*Dataset entries*.
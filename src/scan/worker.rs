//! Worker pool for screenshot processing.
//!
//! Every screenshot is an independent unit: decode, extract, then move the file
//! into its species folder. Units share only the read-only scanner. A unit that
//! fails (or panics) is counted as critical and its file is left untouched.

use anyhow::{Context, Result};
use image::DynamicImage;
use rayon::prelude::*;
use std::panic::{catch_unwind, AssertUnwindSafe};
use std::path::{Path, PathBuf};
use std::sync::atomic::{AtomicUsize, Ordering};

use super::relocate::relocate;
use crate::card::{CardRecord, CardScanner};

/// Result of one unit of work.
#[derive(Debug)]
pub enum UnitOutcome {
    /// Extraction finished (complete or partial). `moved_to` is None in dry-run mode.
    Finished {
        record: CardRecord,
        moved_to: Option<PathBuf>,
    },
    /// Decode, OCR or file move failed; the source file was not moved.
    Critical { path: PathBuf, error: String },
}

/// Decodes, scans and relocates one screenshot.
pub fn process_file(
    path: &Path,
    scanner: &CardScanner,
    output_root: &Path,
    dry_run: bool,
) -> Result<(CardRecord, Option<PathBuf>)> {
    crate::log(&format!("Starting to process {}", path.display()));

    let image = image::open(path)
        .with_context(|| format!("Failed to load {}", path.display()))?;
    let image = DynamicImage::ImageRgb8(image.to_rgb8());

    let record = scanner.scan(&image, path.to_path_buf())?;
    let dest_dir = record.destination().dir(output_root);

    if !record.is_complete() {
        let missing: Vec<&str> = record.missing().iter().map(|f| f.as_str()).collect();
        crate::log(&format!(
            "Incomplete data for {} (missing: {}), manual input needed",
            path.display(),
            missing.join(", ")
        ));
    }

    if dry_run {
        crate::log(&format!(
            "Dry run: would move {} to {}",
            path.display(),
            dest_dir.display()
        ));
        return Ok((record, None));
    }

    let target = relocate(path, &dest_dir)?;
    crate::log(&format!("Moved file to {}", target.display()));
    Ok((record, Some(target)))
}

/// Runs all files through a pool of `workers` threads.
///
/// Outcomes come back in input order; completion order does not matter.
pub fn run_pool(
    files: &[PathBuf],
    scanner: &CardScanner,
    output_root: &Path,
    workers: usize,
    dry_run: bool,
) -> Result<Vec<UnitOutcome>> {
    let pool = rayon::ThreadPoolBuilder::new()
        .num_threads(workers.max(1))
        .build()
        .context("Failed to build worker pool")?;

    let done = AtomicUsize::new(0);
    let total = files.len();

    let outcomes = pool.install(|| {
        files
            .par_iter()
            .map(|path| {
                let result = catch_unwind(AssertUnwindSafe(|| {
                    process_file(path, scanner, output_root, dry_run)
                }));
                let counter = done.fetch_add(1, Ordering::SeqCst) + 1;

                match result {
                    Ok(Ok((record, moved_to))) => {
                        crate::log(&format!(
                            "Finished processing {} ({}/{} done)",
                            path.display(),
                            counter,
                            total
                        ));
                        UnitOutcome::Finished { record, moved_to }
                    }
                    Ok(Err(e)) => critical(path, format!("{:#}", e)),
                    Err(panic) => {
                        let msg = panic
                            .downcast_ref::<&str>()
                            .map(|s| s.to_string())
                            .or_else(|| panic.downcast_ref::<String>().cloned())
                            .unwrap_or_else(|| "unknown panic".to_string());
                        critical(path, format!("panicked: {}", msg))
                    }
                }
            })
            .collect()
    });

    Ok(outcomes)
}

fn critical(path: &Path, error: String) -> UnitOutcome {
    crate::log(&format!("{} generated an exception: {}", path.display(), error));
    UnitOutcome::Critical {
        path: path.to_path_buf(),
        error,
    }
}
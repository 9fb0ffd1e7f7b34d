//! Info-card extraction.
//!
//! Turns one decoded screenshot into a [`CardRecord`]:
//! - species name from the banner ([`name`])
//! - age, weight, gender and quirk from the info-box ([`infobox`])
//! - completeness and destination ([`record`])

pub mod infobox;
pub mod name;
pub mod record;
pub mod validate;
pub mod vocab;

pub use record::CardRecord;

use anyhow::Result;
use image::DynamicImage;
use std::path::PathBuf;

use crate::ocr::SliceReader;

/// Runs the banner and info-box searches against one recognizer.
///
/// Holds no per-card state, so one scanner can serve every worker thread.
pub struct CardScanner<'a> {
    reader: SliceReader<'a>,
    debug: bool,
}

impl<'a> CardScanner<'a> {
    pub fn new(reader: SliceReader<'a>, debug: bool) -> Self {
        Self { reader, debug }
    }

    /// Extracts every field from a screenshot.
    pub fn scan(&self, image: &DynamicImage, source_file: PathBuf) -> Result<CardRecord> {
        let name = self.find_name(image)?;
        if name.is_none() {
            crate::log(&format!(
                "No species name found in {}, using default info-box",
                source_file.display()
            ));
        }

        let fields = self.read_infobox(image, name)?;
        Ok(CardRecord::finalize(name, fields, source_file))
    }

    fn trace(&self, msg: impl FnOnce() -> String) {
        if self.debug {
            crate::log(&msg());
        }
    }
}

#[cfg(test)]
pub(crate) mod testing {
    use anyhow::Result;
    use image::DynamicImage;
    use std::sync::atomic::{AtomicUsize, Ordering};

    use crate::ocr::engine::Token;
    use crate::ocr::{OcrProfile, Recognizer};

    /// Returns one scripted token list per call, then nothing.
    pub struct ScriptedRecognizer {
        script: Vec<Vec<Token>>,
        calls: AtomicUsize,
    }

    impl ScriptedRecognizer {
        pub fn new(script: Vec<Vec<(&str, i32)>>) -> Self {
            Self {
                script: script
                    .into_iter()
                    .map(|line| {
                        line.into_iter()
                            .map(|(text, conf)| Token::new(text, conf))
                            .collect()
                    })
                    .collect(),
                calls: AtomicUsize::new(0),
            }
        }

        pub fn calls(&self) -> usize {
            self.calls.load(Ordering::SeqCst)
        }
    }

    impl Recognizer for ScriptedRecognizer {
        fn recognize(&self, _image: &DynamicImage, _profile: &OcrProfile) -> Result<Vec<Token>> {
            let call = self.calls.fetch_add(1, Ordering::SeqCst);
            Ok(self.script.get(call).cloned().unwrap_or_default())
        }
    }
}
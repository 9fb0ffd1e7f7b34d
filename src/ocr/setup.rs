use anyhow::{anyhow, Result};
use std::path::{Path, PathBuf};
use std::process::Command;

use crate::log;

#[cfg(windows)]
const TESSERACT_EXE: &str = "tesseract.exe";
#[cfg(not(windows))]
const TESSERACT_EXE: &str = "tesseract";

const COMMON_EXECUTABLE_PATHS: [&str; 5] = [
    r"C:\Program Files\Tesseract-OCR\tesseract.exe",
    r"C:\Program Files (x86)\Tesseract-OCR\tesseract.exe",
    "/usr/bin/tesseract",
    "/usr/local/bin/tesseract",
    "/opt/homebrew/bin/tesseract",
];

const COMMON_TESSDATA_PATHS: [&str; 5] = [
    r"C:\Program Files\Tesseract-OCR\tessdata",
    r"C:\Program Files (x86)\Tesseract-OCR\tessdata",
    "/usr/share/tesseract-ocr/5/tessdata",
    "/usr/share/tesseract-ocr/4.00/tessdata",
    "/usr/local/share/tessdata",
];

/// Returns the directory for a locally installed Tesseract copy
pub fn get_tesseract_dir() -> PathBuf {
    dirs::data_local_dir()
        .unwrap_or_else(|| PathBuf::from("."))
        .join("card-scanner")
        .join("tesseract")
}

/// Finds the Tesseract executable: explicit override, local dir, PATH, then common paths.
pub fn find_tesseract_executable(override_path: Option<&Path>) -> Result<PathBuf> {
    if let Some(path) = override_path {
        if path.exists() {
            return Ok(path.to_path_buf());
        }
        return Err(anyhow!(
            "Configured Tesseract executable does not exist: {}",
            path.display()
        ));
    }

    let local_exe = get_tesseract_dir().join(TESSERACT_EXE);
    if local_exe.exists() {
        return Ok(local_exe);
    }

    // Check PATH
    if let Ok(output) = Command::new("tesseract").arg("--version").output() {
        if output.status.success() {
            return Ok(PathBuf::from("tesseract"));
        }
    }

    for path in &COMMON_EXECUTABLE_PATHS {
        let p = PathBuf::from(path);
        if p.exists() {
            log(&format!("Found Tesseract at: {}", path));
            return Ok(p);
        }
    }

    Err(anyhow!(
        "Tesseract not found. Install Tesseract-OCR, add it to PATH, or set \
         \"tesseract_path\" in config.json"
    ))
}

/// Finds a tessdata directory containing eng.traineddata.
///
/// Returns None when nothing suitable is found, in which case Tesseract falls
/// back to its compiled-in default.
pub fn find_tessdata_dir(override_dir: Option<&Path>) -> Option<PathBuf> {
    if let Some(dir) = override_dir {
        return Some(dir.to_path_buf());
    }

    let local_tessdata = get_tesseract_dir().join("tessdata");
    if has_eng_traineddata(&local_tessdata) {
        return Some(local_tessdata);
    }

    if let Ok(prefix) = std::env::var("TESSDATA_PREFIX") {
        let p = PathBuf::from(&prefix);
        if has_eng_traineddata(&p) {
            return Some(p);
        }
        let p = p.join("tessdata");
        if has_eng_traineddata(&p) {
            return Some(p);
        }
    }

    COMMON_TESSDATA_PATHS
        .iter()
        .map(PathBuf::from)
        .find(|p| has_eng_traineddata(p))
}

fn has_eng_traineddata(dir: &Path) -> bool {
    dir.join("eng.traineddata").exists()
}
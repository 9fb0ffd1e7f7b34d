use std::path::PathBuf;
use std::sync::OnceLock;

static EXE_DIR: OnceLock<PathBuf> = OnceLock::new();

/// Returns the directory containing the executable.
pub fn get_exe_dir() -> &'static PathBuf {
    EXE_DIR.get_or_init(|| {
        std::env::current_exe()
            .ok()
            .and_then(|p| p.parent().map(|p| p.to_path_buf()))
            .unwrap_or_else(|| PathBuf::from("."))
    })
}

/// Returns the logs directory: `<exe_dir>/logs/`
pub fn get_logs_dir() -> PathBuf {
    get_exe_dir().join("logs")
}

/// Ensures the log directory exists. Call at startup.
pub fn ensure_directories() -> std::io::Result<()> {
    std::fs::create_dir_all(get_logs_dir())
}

*WHAT IS EXPECTED*.
I'd like an exact copy of the lines above, from the very first one through the line that contains "in dry-run mode.", with nothing else added.

*EXERCISE SOLUTION*.
filename src/scan/worker.rs
//! Worker pool for screenshot processing.
//!
//! Every screenshot is an independent unit: decode, extract, then move the file
//! into its species folder. Units share only the read-only scanner. A unit that
//! fails (or panics) is counted as critical and its file is left untouched.

use anyhow::{Context, Result};
use image::DynamicImage;
use rayon::prelude::*;
use std::panic::{catch_unwind, AssertUnwindSafe};
use std::path::{Path, PathBuf};
use std::sync::atomic::{AtomicUsize, Ordering};

use super::relocate::relocate;
use crate::card::{CardRecord, CardScanner};

/// Result of one unit of work.
#[derive(Debug)]
pub enum UnitOutcome {
    /// Extraction finished (complete or partial). `moved_to` is None in dry-run mode.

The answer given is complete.